Google's talking AI is indistinguishable from humans


I for one welcome our new Tacotron overlords.


“That girl did a video about Star Wars lipstick.”
“She earned a doctorate in sociology at Columbia University.”
“The buses aren’t the PROBLEM, they actually provide a SOLUTION.”


The uncanny valley for voice recordings vs. AI generated speech is that humans will often breathe into the mic, even for a split second. If they start emulating small breath sounds, the AI voice would be even more difficult to distinguish.


“The entree consists of boiled dog”


Tacotron is based on the Google’s wavenet algo, and one of wavenet’s first accomplishments was making all the gross little breathing, lip smacking, tongue flapping and sniffing noises. It’s also good at generating convincing piano music.


first the AI is 2 - the pace is too uniform
second the AI is 1 - the real voice slows around difficult consonant combinations
third the AI is 2 - it lacks the depth of tonal variation of the other
fourth the AI is 2 - some mis-emphasis on syllables


They’re not fooling me yet.


Maybe we’re all just confused and humans are just starting to sound more like talking AIs.


The bus one might be about the Google buses rather than public transport, though.


Perhaps not until a touch of “human” is introduced, such as stammering, or what you hear ends up f—ing you over.



Still discernible subtle differences but pretty good!


The real question about incorporating AI into speech synthesis isn’t so much how much more realistic you can make it sound but in how many more places speech synthesis can be incorporated into with the AI.

I mean for example take the rise of speech synths alongside singing synths like Vocaloid in Japan. Programs like Voiceroid for speech and CeVIO for both speech & singing have been growing in popularity in use. Those programs are starting to get heavily used in “Let’s Play” gameplay videos, reading news articles, some light usage in skits; short anime clips; small film & etc.

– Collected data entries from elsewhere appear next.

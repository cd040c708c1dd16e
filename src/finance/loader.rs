//! Functions to load finance datasets from CSV data.
//!
//! A dataset is a CSV file with a header row. The header must contain every
//! column in [REQUIRED_COLUMNS]; any other columns are ignored. Loading is
//! all-or-nothing: the first problem found aborts the load.

use std::{fs::File, io::Read, path::Path};

use csv::{ReaderBuilder, StringRecord, Trim};

use crate::{
    Error,
    finance::{FinanceTable, FinancialRecord},
};

/// The column holding the state name.
pub const STATE_COLUMN: &str = "State";
/// The column holding the year as an integer.
pub const YEAR_COLUMN: &str = "Year";
/// The column holding total revenue.
pub const REVENUE_COLUMN: &str = "Totals.Revenue";
/// The column holding total expenditure.
pub const EXPENDITURE_COLUMN: &str = "Totals.Expenditure";
/// The column holding total health expenditure.
pub const HEALTH_COLUMN: &str = "Details.Health.Health Total Expenditure";
/// The column holding total education expenditure.
pub const EDUCATION_COLUMN: &str = "Details.Education.Education Total";

/// The columns a dataset must have, in the order they are reported when missing.
pub const REQUIRED_COLUMNS: [&str; 6] = [
    STATE_COLUMN,
    YEAR_COLUMN,
    REVENUE_COLUMN,
    EXPENDITURE_COLUMN,
    HEALTH_COLUMN,
    EDUCATION_COLUMN,
];

/// Load a dataset from the CSV file at `path`.
///
/// # Errors
///
/// Returns [Error::FileRead] if the file cannot be opened, otherwise the
/// errors of [parse_finance_csv].
pub fn load_csv_file(path: impl AsRef<Path>) -> Result<FinanceTable, Error> {
    let path = path.as_ref();

    let file = File::open(path).map_err(|error| Error::FileRead {
        path: path.display().to_string(),
        message: error.to_string(),
    })?;

    let table = parse_finance_csv(file)?;
    tracing::info!(
        "Loaded {} records for {} states and {} years from {}",
        table.len(),
        table.states().len(),
        table.years().len(),
        path.display()
    );

    Ok(table)
}

/// Load a dataset from CSV `text`.
///
/// # Errors
///
/// See [parse_finance_csv].
pub fn load_csv_str(text: &str) -> Result<FinanceTable, Error> {
    parse_finance_csv(text.as_bytes())
}

/// Parse CSV data with a header row into a [FinanceTable].
///
/// Headers and values are trimmed of surrounding whitespace before use.
///
/// # Errors
///
/// Returns:
/// - [Error::MissingColumns] listing every required column absent from the header,
/// - [Error::MalformedValue] if a state name is empty, a year is not an
///   integer or an amount is not a finite number,
/// - [Error::InvalidCSV] if the data is not well-formed CSV, e.g., a row has
///   a different number of fields than the header.
pub fn parse_finance_csv(reader: impl Read) -> Result<FinanceTable, Error> {
    let mut reader = ReaderBuilder::new().trim(Trim::All).from_reader(reader);

    let headers = reader.headers().map_err(invalid_csv)?.clone();
    let columns = ColumnIndices::find(&headers)?;

    let mut records = Vec::new();

    for row in reader.records() {
        let row = row.map_err(invalid_csv)?;
        records.push(columns.parse_row(&row)?);
    }

    tracing::debug!("Parsed {} rows of finance data", records.len());

    Ok(FinanceTable::new(records))
}

fn invalid_csv(error: csv::Error) -> Error {
    tracing::debug!("Could not parse CSV: {error}");
    Error::InvalidCSV(error.to_string())
}

/// The positions of the required columns in a CSV header.
#[derive(Debug, PartialEq)]
struct ColumnIndices {
    state: usize,
    year: usize,
    revenue: usize,
    expenditure: usize,
    health: usize,
    education: usize,
}

impl ColumnIndices {
    fn find(headers: &StringRecord) -> Result<Self, Error> {
        let mut indices = [0; REQUIRED_COLUMNS.len()];
        let mut missing = Vec::new();

        for (index, column) in indices.iter_mut().zip(REQUIRED_COLUMNS) {
            match headers.iter().position(|header| header == column) {
                Some(position) => *index = position,
                None => missing.push(column),
            }
        }

        if !missing.is_empty() {
            return Err(Error::MissingColumns(missing));
        }

        let [state, year, revenue, expenditure, health, education] = indices;

        Ok(Self {
            state,
            year,
            revenue,
            expenditure,
            health,
            education,
        })
    }

    fn parse_row(&self, row: &StringRecord) -> Result<FinancialRecord, Error> {
        let line = row.position().map_or(0, |position| position.line());
        let field = |index: usize| row.get(index).unwrap_or_default();
        let malformed = |column: &'static str, value: &str| Error::MalformedValue {
            line,
            column,
            value: value.to_owned(),
        };
        let amount = |index: usize, column: &'static str| {
            let value = field(index);

            value
                .parse::<f64>()
                .ok()
                .filter(|amount| amount.is_finite())
                .ok_or_else(|| malformed(column, value))
        };

        let state = field(self.state);
        if state.is_empty() {
            return Err(malformed(STATE_COLUMN, state));
        }

        let year = field(self.year);
        let year = year
            .parse::<i32>()
            .map_err(|_| malformed(YEAR_COLUMN, year))?;

        Ok(FinancialRecord {
            state: state.to_owned(),
            year,
            revenue: amount(self.revenue, REVENUE_COLUMN)?,
            expenditure: amount(self.expenditure, EXPENDITURE_COLUMN)?,
            health_expenditure: amount(self.health, HEALTH_COLUMN)?,
            education_expenditure: amount(self.education, EDUCATION_COLUMN)?,
        })
    }
}
#![allow(missing_docs)]

pub(crate) mod html;
pub(crate) mod http;
pub(crate) mod server;

pub(crate) use html::{assert_valid_html, parse_html_fragment, parse_html_text};
pub(crate) use http::{assert_content_type, multipart_body};
pub(crate) use server::{TEST_CSV, get_test_server, sample_table};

But those programs main problem is they really can’t be used in real time, thus limiting where they can be used and in what capacity/usage. You can narrate prerecorded gameplay footage with the software, but you have a very difficult time trying to both play a game and input words into it at the same time. There has been some experimentation of incorporating machine learning and AI to make voice recognition work with these programs thus making it possible to do both at the same time (

There should be some concern about AI and voice synthesis but mostly around the fact that scammers could possibly target elderly people much easier over the phone, they could target a significantly larger number of them and the increased realism of synthetic voices is only going to make that problem even worse. It could end up being as almost as easy as sending out common spam.